Stored items
_ _ _
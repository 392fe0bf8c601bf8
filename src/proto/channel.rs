use std::sync::atomic::{AtomicU64, AtomicUsize, Ordering};
use std::sync::{Arc, Mutex, RwLock, Weak};

use fnv::FnvHashSet;
use tokio::sync::mpsc;
use tokio_util::sync::CancellationToken;

use crate::error::{Error, Result};
use crate::frame::Frame;
use crate::proto::room::{Room, NO_SLOT};
use crate::ring::Ring;

/// One item in the signal mailbox.
///
/// `Ready` wakes the dispatcher to drain the request ring, `Finish`
/// tells it to exit, and `Frame` is a server-originated push. These are
/// distinct variants on purpose; sentinels never appear on the wire.
#[derive(Debug)]
pub enum Signal {
    Ready,
    Finish,
    Frame(Frame),
}

/// Gateway-side state of one client connection.
///
/// A channel is owned jointly by its reader task and its dispatcher
/// task. The reader fills the ring and mutates the watched-ops set; the
/// dispatcher drains the mailbox and the ring. Everyone else only
/// pushes frames.
#[derive(Debug)]
pub struct Channel {
    /// Authenticated user id; 0 is anonymous.
    pub mid: i64,

    /// Session key, unique within a bucket.
    pub key: String,

    /// Client address for per-IP accounting.
    pub ip: String,

    /// Client-originated frames pending dispatch.
    pub ring: Ring,

    room: RwLock<Weak<Room>>,
    room_slot: AtomicUsize,

    watch_ops: RwLock<FnvHashSet<i32>>,

    signal_tx: mpsc::Sender<Signal>,
    signal_rx: Mutex<Option<mpsc::Receiver<Signal>>>,

    // Cancelled to force the connection down: heartbeat expiry,
    // stale-session eviction, dispatcher exit.
    token: CancellationToken,

    dropped: AtomicU64,
}

// ===== impl Channel =====

impl Channel {
    /// Creates a channel with a ring of `cli_proto` slots and a signal
    /// mailbox of `svr_proto` entries. Identity fields are filled in
    /// by the handshake before the channel is shared.
    pub fn new(cli_proto: usize, svr_proto: usize) -> Channel {
        let (signal_tx, signal_rx) = mpsc::channel(svr_proto.max(1));

        Channel {
            mid: 0,
            key: String::new(),
            ip: String::new(),
            ring: Ring::new(cli_proto),
            room: RwLock::new(Weak::new()),
            room_slot: AtomicUsize::new(NO_SLOT),
            watch_ops: RwLock::new(FnvHashSet::default()),
            signal_tx,
            signal_rx: Mutex::new(Some(signal_rx)),
            token: CancellationToken::new(),
            dropped: AtomicU64::new(0),
        }
    }

    /// Subscribes the connection to the given op codes.
    pub fn watch(&self, ops: &[i32]) {
        let mut watch_ops = self.watch_ops.write().unwrap();
        for &op in ops {
            watch_ops.insert(op);
        }
    }

    pub fn unwatch(&self, ops: &[i32]) {
        let mut watch_ops = self.watch_ops.write().unwrap();
        for &op in ops {
            watch_ops.remove(&op);
        }
    }

    /// The broadcast filter: whether a frame with `op` should be
    /// delivered here.
    pub fn need_push(&self, op: i32) -> bool {
        self.watch_ops.read().unwrap().contains(&op)
    }

    /// Queues a server-originated frame without blocking. On a full
    /// mailbox the frame is dropped; that is the overload policy.
    pub fn push(&self, frame: Frame) -> Result<()> {
        match self.signal_tx.try_send(Signal::Frame(frame)) {
            Ok(()) => Ok(()),
            Err(mpsc::error::TrySendError::Full(_)) => {
                self.dropped.fetch_add(1, Ordering::Relaxed);
                Err(Error::SignalFullMsgDropped)
            }
            Err(mpsc::error::TrySendError::Closed(_)) => Err(Error::SignalClosed),
        }
    }

    /// Reader side: wakes the dispatcher after committing a ring slot.
    /// Waits when the mailbox is full, which is the backpressure the
    /// ring relies on.
    pub async fn signal(&self) -> Result<()> {
        self.signal_tx
            .send(Signal::Ready)
            .await
            .map_err(|_| Error::SignalClosed)
    }

    /// Sends the finish sentinel and forces the socket down. Safe to
    /// call more than once.
    pub async fn close(&self) {
        let _ = self.signal_tx.send(Signal::Finish).await;
        self.token.cancel();
    }

    /// Dispatcher side: claims the mailbox receiver. Returns `None` on
    /// the second call.
    pub fn take_signal_rx(&self) -> Option<mpsc::Receiver<Signal>> {
        self.signal_rx.lock().unwrap().take()
    }

    pub fn close_token(&self) -> &CancellationToken {
        &self.token
    }

    /// Frames dropped on mailbox overflow since the connection opened.
    pub fn dropped_count(&self) -> u64 {
        self.dropped.load(Ordering::Relaxed)
    }

    // Room backlink, kept weak so a dropped room cannot be kept alive
    // by its members.

    pub fn room(&self) -> Option<Arc<Room>> {
        self.room.read().unwrap().upgrade()
    }

    pub(crate) fn set_room(&self, room: &Arc<Room>) {
        *self.room.write().unwrap() = Arc::downgrade(room);
    }

    pub(crate) fn clear_room(&self) {
        *self.room.write().unwrap() = Weak::new();
    }

    pub(crate) fn room_slot(&self) -> usize {
        self.room_slot.load(Ordering::Relaxed)
    }

    pub(crate) fn set_room_slot(&self, slot: usize) {
        self.room_slot.store(slot, Ordering::Relaxed);
    }
}
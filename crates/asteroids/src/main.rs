//! Headless asteroids runner
//!
//! Stands in for the physics host: fires at the first asteroid it knows
//! about, reports a hit a few ticks later, and lets asteroids ram the ship
//! now and then, until the game ends or the time limit runs out.
//!
//! Usage: `asteroids [config.toml|config.ron] [seconds]`

use asteroids::{Contact, GameConfig, GameEvent, GameEventKind, HostCommand, PlayerInput, Session, SessionState, UiCommand};
use sim_engine::ecs::EntityId;
use sim_engine::foundation::logging;
use sim_engine::foundation::math::Vec2;
use std::collections::VecDeque;

const DEFAULT_CONFIG_PATH: &str = "config/asteroids.toml";
const DEFAULT_RUN_SECONDS: f32 = 120.0;
const BULLET_FLIGHT_TICKS: u64 = 6;
const RAM_INTERVAL_TICKS: u64 = 900;

fn main() -> Result<(), Box<dyn std::error::Error>> {
    logging::init();

    let mut args = std::env::args().skip(1);
    let config_path = args.next().unwrap_or_else(|| DEFAULT_CONFIG_PATH.to_string());
    let seconds = match args.next() {
        Some(arg) => arg.parse::<f32>()?,
        None => DEFAULT_RUN_SECONDS,
    };

    let config = GameConfig::load_or_default(&config_path);
    let mut session = Session::new(config)?;
    session.subscribe(
        GameEventKind::ScoreChanged,
        Box::new(|event: &GameEvent| {
            if let GameEvent::ScoreChanged(score) = event {
                log::info!("Score: {score}");
            }
            false
        }),
    );
    session.subscribe(
        GameEventKind::LivesChanged,
        Box::new(|event: &GameEvent| {
            if let GameEvent::LivesChanged(lives) = event {
                log::info!("Lives: {lives}");
            }
            false
        }),
    );

    let total_ticks = session.clock().seconds_to_ticks(seconds);
    session.start();

    let mut host = ScriptedHost::default();
    host.apply(session.drain_host_commands());

    while session.clock().tick() < total_ticks {
        let now = session.clock().tick();

        if session.state() == SessionState::GameOverPending {
            session.handle_command(UiCommand::AcknowledgeGameOver);
            log::info!("Final score: {}", session.score());
            break;
        }

        if let Some(target) = host.asteroids.first().copied() {
            if host.in_flight.is_empty() {
                let ship = session
                    .entities()
                    .position(session.player().id())
                    .unwrap_or_else(Vec2::zeros);
                let heading = session
                    .entities()
                    .position(target)
                    .map_or_else(|| Vec2::new(0.0, 1.0), |p| p - ship);
                session.apply_input(PlayerInput {
                    fire: Some(heading),
                    ..PlayerInput::default()
                });
                host.apply(session.drain_host_commands());
            }
        }

        let contacts = host.contacts(now, session.player().id());
        session.tick(&contacts);
        host.apply(session.drain_host_commands());
    }

    log::info!(
        "Stopped after {} tick(s): score {}, lives {}, state {:?}",
        session.clock().tick(),
        session.score(),
        session.lives(),
        session.state()
    );
    session.handle_command(UiCommand::QuitGame);
    Ok(())
}

/// Minimal host bookkeeping: which objects exist and which shots land
#[derive(Default)]
struct ScriptedHost {
    asteroids: Vec<EntityId>,
    in_flight: VecDeque<(EntityId, u64)>,
    player_visible: bool,
    ticks_seen: u64,
}

impl ScriptedHost {
    fn apply(&mut self, commands: Vec<HostCommand>) {
        for command in commands {
            match command {
                HostCommand::SpawnAsteroid { id, .. } => self.asteroids.push(id),
                HostCommand::SpawnBullet { id, .. } => self.in_flight.push_back((id, self.ticks_seen)),
                HostCommand::Despawn { id } => {
                    self.asteroids.retain(|&a| a != id);
                    self.in_flight.retain(|&(b, _)| b != id);
                }
                HostCommand::StopPlayer { .. } => self.player_visible = false,
                HostCommand::RespawnPlayer { .. } => self.player_visible = true,
                HostCommand::SetPlayerCollisions { .. }
                | HostCommand::ApplyThrust { .. }
                | HostCommand::ApplyTorque { .. } => {}
            }
        }
    }

    fn contacts(&mut self, now: u64, player: EntityId) -> Vec<Contact> {
        self.ticks_seen = now;
        let mut contacts = Vec::new();

        if let (Some(&(bullet, fired)), Some(&asteroid)) = (self.in_flight.front(), self.asteroids.first()) {
            if now.saturating_sub(fired) >= BULLET_FLIGHT_TICKS {
                contacts.push(Contact::new(bullet, asteroid));
            }
        }

        if self.player_visible && now > 0 && now % RAM_INTERVAL_TICKS == 0 {
            if let Some(&asteroid) = self.asteroids.last() {
                contacts.push(Contact::new(asteroid, player));
            }
        }
        contacts
    }
}
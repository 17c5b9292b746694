//! Math utilities and types
//!
//! Provides the 2D math types used by the simulation core.

pub use nalgebra::{Rotation2, Unit, Vector2};

use rand::Rng;

/// 2D vector type
pub type Vec2 = Vector2<f32>;

/// 2D point type
pub type Point2 = nalgebra::Point2<f32>;

/// Math constants
pub mod constants {
    /// Pi constant
    pub const PI: f32 = std::f32::consts::PI;

    /// 2 * Pi
    pub const TAU: f32 = 2.0 * PI;

    /// Degrees to radians conversion factor
    pub const DEG_TO_RAD: f32 = PI / 180.0;

    /// Radians to degrees conversion factor
    pub const RAD_TO_DEG: f32 = 180.0 / PI;

    /// Squared length below which a direction is treated as zero
    pub const DIRECTION_EPSILON_SQ: f32 = 1e-12;
}

/// Math utility functions
pub mod utils {
    use super::*;

    const UNIT_TOLERANCE: f32 = 1e-4;

    /// Convert degrees to radians
    pub fn deg_to_rad(degrees: f32) -> f32 {
        degrees * constants::DEG_TO_RAD
    }

    /// Convert radians to degrees
    pub fn rad_to_deg(radians: f32) -> f32 {
        radians * constants::RAD_TO_DEG
    }

    /// Normalize a direction, returning `None` for zero-length or non-finite input
    ///
    /// The vector is scaled by its largest component first so huge finite
    /// inputs do not overflow the squared norm.
    pub fn normalize_direction(v: Vec2) -> Option<Vec2> {
        if !v.x.is_finite() || !v.y.is_finite() {
            return None;
        }
        let scale = v.amax();
        if scale * scale <= constants::DIRECTION_EPSILON_SQ {
            return None;
        }
        let unit = (v / scale).try_normalize(0.0)?;
        ((unit.norm() - 1.0).abs() <= UNIT_TOLERANCE).then_some(unit)
    }

    /// Rotate a vector counter-clockwise by `degrees`
    pub fn rotate_degrees(v: Vec2, degrees: f32) -> Vec2 {
        Rotation2::new(deg_to_rad(degrees)) * v
    }

    /// Unit vector pointing along `radians`
    pub fn from_angle(radians: f32) -> Vec2 {
        Vec2::new(radians.cos(), radians.sin())
    }

    /// Uniformly distributed unit vector
    pub fn random_unit_vector<R: Rng + ?Sized>(rng: &mut R) -> Vec2 {
        from_angle(rng.gen_range(0.0..constants::TAU))
    }

    /// Uniformly distributed point inside a disk of the given radius
    ///
    /// Uses the square root of the radial sample so points do not bunch
    /// up at the center.
    pub fn random_in_disk<R: Rng + ?Sized>(rng: &mut R, radius: f32) -> Vec2 {
        if radius <= 0.0 {
            return Vec2::zeros();
        }
        let r = radius * rng.gen::<f32>().sqrt();
        random_unit_vector(rng) * r
    }
}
_ _ _
ACTIVITY:
Will you return exactly the lines above from the one with "use sim_engine::ecs::EntityId;" down to the one with "let seconds = match", counting both as part of the range?

RESPONSE TO THIS TASK:
use sim_engine::ecs::EntityId;
use sim_engine::foundation::logging;
use sim_engine::foundation::math::Vec2;
use std::collections::VecDeque;

const DEFAULT_CONFIG_PATH: &str = "config/asteroids.toml";
const DEFAULT_RUN_SECONDS: f32 = 120.0;
const BULLET_FLIGHT_TICKS: u64 = 6;
const RAM_INTERVAL_TICKS: u64 = 900;

fn main() -> Result<(), Box<dyn std::error::Error>> {
    logging::init();

    let mut args = std::env::args().skip(1);
    let config_path = args.next().unwrap_or_else(|| DEFAULT_CONFIG_PATH.to_string());
    let seconds = match args.next() {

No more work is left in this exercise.